* [ASSIGNED TASK] Exactly how many lines in this listing contain "Result"? Only the number is needed.

* [THE DATA]
####################
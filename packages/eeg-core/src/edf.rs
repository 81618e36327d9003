// EDF / BDF (European Data Format, BioSemi variant) header parser and record decoder
// Specification: https://www.edfplus.info/specs/edf.html

use byteorder::{ByteOrder, LittleEndian};
use chrono::{NaiveDate, NaiveDateTime};
use std::str::FromStr;

use crate::error::{IngestError, Result};
use crate::types::{ChannelCalibration, RecordingFormat};

pub const FIXED_HEADER_BYTES: usize = 256;
pub const SIGNAL_HEADER_BYTES: usize = 256;
const BDF_SIGNATURE: &[u8] = b"BIOSEMI";

/// Identify the container from its first 8 bytes.
pub fn detect_format(bytes: &[u8]) -> Result<RecordingFormat> {
    if bytes.len() >= 8 && bytes[0] == 0xFF && &bytes[1..8] == BDF_SIGNATURE {
        return Ok(RecordingFormat::Bdf);
    }
    if bytes.first() == Some(&b'0') {
        return Ok(RecordingFormat::Edf);
    }
    Err(IngestError::Format(
        "version field is neither EDF ('0') nor BDF (0xFF BIOSEMI)".to_string(),
    ))
}

#[derive(Debug, Clone)]
pub struct FixedHeader {
    pub version: String,              // 8 bytes: version of this data format (0)
    pub patient_id: String,           // 80 bytes: local patient identification
    pub recording_id: String,         // 80 bytes: local recording identification
    pub start_date: String,           // 8 bytes: startdate of recording (dd.mm.yy)
    pub start_time: String,           // 8 bytes: starttime of recording (hh.mm.ss)
    pub header_bytes: usize,          // 8 bytes: number of bytes in header record
    pub reserved: String,             // 44 bytes: reserved (EDF+C / EDF+D marker)
    pub num_data_records: i64,        // 8 bytes: number of data records (-1 if unknown)
    pub duration_of_data_record: f64, // 8 bytes: duration of a data record, in seconds
    pub num_signals: usize,           // 4 bytes: number of signals (channels)
}

/// Per-signal header fields.
///
/// The file stores these grouped by field (all labels, then all transducer
/// types, ...), so they are kept as parallel arrays indexed by channel.
#[derive(Debug, Clone, Default)]
pub struct SignalFieldArrays {
    pub labels: Vec<String>,              // 16 bytes each
    pub transducer_types: Vec<String>,    // 80 bytes each
    pub physical_dimensions: Vec<String>, // 8 bytes each
    pub physical_minimums: Vec<f64>,      // 8 bytes each
    pub physical_maximums: Vec<f64>,      // 8 bytes each
    pub digital_minimums: Vec<i64>,       // 8 bytes each
    pub digital_maximums: Vec<i64>,       // 8 bytes each
    pub prefilterings: Vec<String>,       // 80 bytes each
    pub samples_per_record: Vec<usize>,   // 8 bytes each
    pub reserved: Vec<String>,            // 32 bytes each
}

impl SignalFieldArrays {
    pub fn len(&self) -> usize {
        self.labels.len()
    }

    pub fn is_empty(&self) -> bool {
        self.labels.is_empty()
    }

    pub fn gain(&self, channel: usize) -> f64 {
        let digital_range = self.digital_maximums[channel] - self.digital_minimums[channel];
        if digital_range == 0 {
            return 1.0;
        }
        (self.physical_maximums[channel] - self.physical_minimums[channel]) / digital_range as f64
    }

    pub fn offset(&self, channel: usize) -> f64 {
        self.physical_maximums[channel] - self.gain(channel) * self.digital_maximums[channel] as f64
    }

    pub fn calibration(&self, channel: usize) -> ChannelCalibration {
        ChannelCalibration {
            transducer: self.transducer_types[channel].clone(),
            physical_dimension: self.physical_dimensions[channel].clone(),
            physical_min: self.physical_minimums[channel],
            physical_max: self.physical_maximums[channel],
            digital_min: self.digital_minimums[channel],
            digital_max: self.digital_maximums[channel],
            prefiltering: self.prefilterings[channel].clone(),
            gain: self.gain(channel),
            offset: self.offset(channel),
        }
    }

    pub fn sample_frequency(&self, channel: usize, record_duration: f64) -> f64 {
        self.samples_per_record[channel] as f64 / record_duration
    }
}

/// Walks the field-grouped signal header block: every call to `take`
/// consumes one field for all channels.
struct FieldCursor<'a> {
    bytes: &'a [u8],
    offset: usize,
    num_signals: usize,
}

impl<'a> FieldCursor<'a> {
    fn new(bytes: &'a [u8], num_signals: usize) -> Self {
        Self {
            bytes,
            offset: FIXED_HEADER_BYTES,
            num_signals,
        }
    }

    fn take(&mut self, width: usize) -> Vec<String> {
        let values = (0..self.num_signals)
            .map(|i| ascii_field(self.bytes, self.offset + i * width, width))
            .collect();
        self.offset += self.num_signals * width;
        values
    }

    fn take_numeric<T: FromStr>(&mut self, width: usize, field: &str) -> Result<Vec<T>> {
        self.take(width)
            .iter()
            .map(|raw| parse_numeric(field, raw))
            .collect()
    }
}

fn ascii_field(bytes: &[u8], offset: usize, width: usize) -> String {
    String::from_utf8_lossy(&bytes[offset..offset + width])
        .trim()
        .to_string()
}

fn parse_numeric<T: FromStr>(field: &str, raw: &str) -> Result<T> {
    raw.trim()
        .parse::<T>()
        .map_err(|_| IngestError::header_field(field, raw))
}

/// Decoded header of an EDF or BDF file.
#[derive(Debug, Clone)]
pub struct BinaryHeader {
    pub format: RecordingFormat,
    pub fixed: FixedHeader,
    pub signals: SignalFieldArrays,
    /// Record count from the header, or inferred from the buffer when the
    /// header says -1
    pub record_count: usize,
}

impl BinaryHeader {
    /// Header size implied by the channel count.
    pub fn header_size(&self) -> usize {
        FIXED_HEADER_BYTES + self.fixed.num_signals * SIGNAL_HEADER_BYTES
    }

    pub fn record_size_bytes(&self) -> usize {
        self.signals.samples_per_record.iter().sum::<usize>() * self.format.bytes_per_sample()
    }

    /// Uniform-rate assumption: the first channel's rate applies to all.
    pub fn sampling_rate(&self) -> f64 {
        if self.signals.is_empty() {
            return 0.0;
        }
        self.signals
            .sample_frequency(0, self.fixed.duration_of_data_record)
    }

    pub fn duration_seconds(&self) -> f64 {
        self.record_count as f64 * self.fixed.duration_of_data_record
    }

    pub fn is_edf_plus(&self) -> bool {
        self.fixed.reserved.starts_with("EDF+") || self.fixed.reserved.starts_with("BDF+")
    }

    pub fn start_datetime(&self) -> Option<NaiveDateTime> {
        parse_start_datetime(&self.fixed.start_date, &self.fixed.start_time)
    }

    /// Complete data records present in `bytes` after the header.
    pub fn complete_records_in(&self, bytes: &[u8]) -> usize {
        let record_size = self.record_size_bytes();
        if record_size == 0 {
            return 0;
        }
        bytes.len().saturating_sub(self.header_size()) / record_size
    }
}

/// Parse the fixed header and the field-grouped signal headers.
///
/// Only the header region is required; trailing data records are used to
/// infer the record count when the header leaves it at -1.
pub fn parse_header(bytes: &[u8], minimum_channels: usize) -> Result<BinaryHeader> {
    if bytes.len() < FIXED_HEADER_BYTES {
        return Err(IngestError::BufferTooSmall {
            required: FIXED_HEADER_BYTES,
            actual: bytes.len(),
        });
    }

    let format = detect_format(bytes)?;
    let fixed = parse_fixed_header(bytes, format)?;

    if fixed.num_signals < minimum_channels {
        return Err(IngestError::ChannelCount {
            found: fixed.num_signals,
            minimum: minimum_channels,
        });
    }

    let required = FIXED_HEADER_BYTES + fixed.num_signals * SIGNAL_HEADER_BYTES;
    if bytes.len() < required {
        return Err(IngestError::HeaderIncomplete {
            channels: fixed.num_signals,
            required,
            actual: bytes.len(),
        });
    }
    if fixed.header_bytes != required {
        log::warn!(
            "Header size field says {} bytes but {} channels imply {}; using {}",
            fixed.header_bytes,
            fixed.num_signals,
            required,
            required
        );
    }

    let signals = parse_signal_fields(bytes, fixed.num_signals)?;

    let mut header = BinaryHeader {
        format,
        fixed,
        signals,
        record_count: 0,
    };
    header.record_count = if header.fixed.num_data_records >= 0 {
        header.fixed.num_data_records as usize
    } else {
        let inferred = header.complete_records_in(bytes);
        log::info!(
            "Record count unknown in header, inferred {} records from data section",
            inferred
        );
        inferred
    };

    log::debug!(
        "{} header parsed: num_data_records={}, duration_of_data_record={}, num_signals={}",
        header.format.as_str(),
        header.record_count,
        header.fixed.duration_of_data_record,
        header.fixed.num_signals
    );

    Ok(header)
}

fn parse_fixed_header(bytes: &[u8], format: RecordingFormat) -> Result<FixedHeader> {
    let version = match format {
        RecordingFormat::Bdf => String::from_utf8_lossy(&bytes[1..8]).to_string(),
        _ => ascii_field(bytes, 0, 8),
    };

    let header_bytes = parse_numeric("header bytes", &ascii_field(bytes, 184, 8))?;
    let num_data_records: i64 =
        parse_numeric("number of data records", &ascii_field(bytes, 236, 8))?;
    let duration_raw = ascii_field(bytes, 244, 8);
    let duration_of_data_record: f64 = parse_numeric("data record duration", &duration_raw)?;
    if !duration_of_data_record.is_finite() || duration_of_data_record <= 0.0 {
        return Err(IngestError::header_field("data record duration", &duration_raw));
    }
    let num_signals = parse_numeric("number of signals", &ascii_field(bytes, 252, 4))?;

    if num_data_records < -1 {
        return Err(IngestError::header_field(
            "number of data records",
            &num_data_records.to_string(),
        ));
    }

    Ok(FixedHeader {
        version,
        patient_id: ascii_field(bytes, 8, 80),
        recording_id: ascii_field(bytes, 88, 80),
        start_date: ascii_field(bytes, 168, 8),
        start_time: ascii_field(bytes, 176, 8),
        header_bytes,
        reserved: ascii_field(bytes, 192, 44),
        num_data_records,
        duration_of_data_record,
        num_signals,
    })
}

fn parse_signal_fields(bytes: &[u8], num_signals: usize) -> Result<SignalFieldArrays> {
    let mut cursor = FieldCursor::new(bytes, num_signals);

    Ok(SignalFieldArrays {
        labels: cursor.take(16),
        transducer_types: cursor.take(80),
        physical_dimensions: cursor.take(8),
        physical_minimums: cursor.take_numeric(8, "physical minimum")?,
        physical_maximums: cursor.take_numeric(8, "physical maximum")?,
        digital_minimums: cursor.take_numeric(8, "digital minimum")?,
        digital_maximums: cursor.take_numeric(8, "digital maximum")?,
        prefilterings: cursor.take(80),
        samples_per_record: cursor.take_numeric(8, "number of samples")?,
        reserved: cursor.take(32),
    })
}

/// EDF dates are `dd.mm.yy`; years 85-99 belong to the 1900s.
pub fn parse_start_datetime(date: &str, time: &str) -> Option<NaiveDateTime> {
    let d: Vec<u32> = date
        .split('.')
        .map(|p| p.trim().parse().ok())
        .collect::<Option<_>>()?;
    let t: Vec<u32> = time
        .split('.')
        .map(|p| p.trim().parse().ok())
        .collect::<Option<_>>()?;
    if d.len() != 3 || t.len() != 3 {
        return None;
    }
    let year = if d[2] >= 85 { 1900 + d[2] } else { 2000 + d[2] };
    NaiveDate::from_ymd_opt(year as i32, d[1], d[0])?.and_hms_opt(t[0], t[1], t[2])
}

/// Decode the selected channels to physical units.
///
/// Records past the end of the buffer are dropped with a warning.
pub fn decode_channels(
    bytes: &[u8],
    header: &BinaryHeader,
    channels: &[usize],
) -> Result<Vec<Vec<f64>>> {
    let bytes_per_sample = header.format.bytes_per_sample();
    let record_size = header.record_size_bytes();
    let data_start = header.header_size();

    let complete = header.complete_records_in(bytes);
    let num_records = if complete < header.record_count {
        log::warn!(
            "Data section holds {} complete records, header declares {}; decoding {}",
            complete,
            header.record_count,
            complete
        );
        complete
    } else {
        header.record_count
    };

    // Byte offset of each channel inside one data record
    let mut channel_offsets = Vec::with_capacity(header.signals.len());
    let mut running = 0;
    for &spr in &header.signals.samples_per_record {
        channel_offsets.push(running);
        running += spr * bytes_per_sample;
    }

    let mut decoded = Vec::with_capacity(channels.len());
    for &channel in channels {
        if channel >= header.signals.len() {
            return Err(IngestError::header_field(
                "signal index",
                &channel.to_string(),
            ));
        }
        let spr = header.signals.samples_per_record[channel];
        let gain = header.signals.gain(channel);
        let offset = header.signals.offset(channel);

        let mut samples = Vec::with_capacity(num_records * spr);
        for record in 0..num_records {
            let start = data_start + record * record_size + channel_offsets[channel];
            let raw = &bytes[start..start + spr * bytes_per_sample];
            for chunk in raw.chunks_exact(bytes_per_sample) {
                let digital = match header.format {
                    RecordingFormat::Bdf => LittleEndian::read_i24(chunk),
                    _ => LittleEndian::read_i16(chunk) as i32,
                };
                samples.push(gain * digital as f64 + offset);
            }
        }
        decoded.push(samples);
    }

    Ok(decoded)
}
####################
* [TASK RESPONSE] 8